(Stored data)
BEGIN
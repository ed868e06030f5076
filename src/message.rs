//! Inbound event and reply payload types.

use serde::{Deserialize, Serialize};

/// How the originating chat is addressed.
#[derive(Debug, Clone, Copy, PartialEq, Eq, Serialize, Deserialize)]
#[serde(rename_all = "lowercase")]
pub enum ChatKind {
    /// One-to-one chat; replies are created in the chat by chat_id
    P2p,
    /// Group or any other chat type; replies thread onto the message
    Group,
}

impl ChatKind {
    /// Map the platform's `chat_type` string. Anything that is not "p2p"
    /// is treated as a group chat.
    pub fn from_chat_type(chat_type: &str) -> Self {
        if chat_type == "p2p" {
            Self::P2p
        } else {
            Self::Group
        }
    }
}

/// A structured "message received" event, as delivered by the ingress.
#[derive(Debug, Clone, Serialize, Deserialize)]
pub struct InboundMessage {
    /// Platform message id (dedup key)
    pub message_id: String,
    /// Chat the message arrived in
    pub chat_id: String,
    /// Addressing mode of the chat
    pub chat_kind: ChatKind,
    /// Sender open_id
    pub user_id: String,
    /// Platform message type ("text", "image", "post", ...)
    pub message_type: String,
    /// Raw JSON-encoded content; text messages carry `{"text": ...}`
    pub content: String,
}

impl InboundMessage {
    /// Extract the text body if this is a text message.
    pub fn text(&self) -> Option<String> {
        if self.message_type != "text" {
            return None;
        }
        let json: serde_json::Value = serde_json::from_str(&self.content).ok()?;
        json.get("text").and_then(|t| t.as_str()).map(String::from)
    }
}

/// Message type tag accepted by both egress operations.
#[derive(Debug, Clone, Copy, PartialEq, Eq)]
pub enum MsgType {
    Text,
    /// Rich-text "post" block
    Post,
}

impl MsgType {
    pub const fn as_str(&self) -> &'static str {
        match self {
            Self::Text => "text",
            Self::Post => "post",
        }
    }
}

/// Build the JSON-encoded content body for a plain text reply.
pub fn text_content(text: &str) -> String {
    serde_json::json!({ "text": text }).to_string()
}

/// Build the JSON-encoded content body for a single rich-text "post" block.
pub fn post_content(title: &str, text: &str) -> String {
    serde_json::json!({
        "zh_cn": {
            "title": title,
            "content": [[{ "tag": "text", "text": text }]]
        }
    })
    .to_string()
}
END
Work item:
The first line of the records and every line down to the line with "a group chat." must be quoted exactly; leave out all else.

Exercise response:
repository ed868e06030f5076
filename src/message.rs
//! Inbound event and reply payload types.

use serde::{Deserialize, Serialize};

/// How the originating chat is addressed.
#[derive(Debug, Clone, Copy, PartialEq, Eq, Serialize, Deserialize)]
#[serde(rename_all = "lowercase")]
pub enum ChatKind {
    /// One-to-one chat; replies are created in the chat by chat_id
    P2p,
    /// Group or any other chat type; replies thread onto the message
    Group,
}

impl ChatKind {
    /// Map the platform's `chat_type` string. Anything that is not "p2p"
    /// is treated as a group chat.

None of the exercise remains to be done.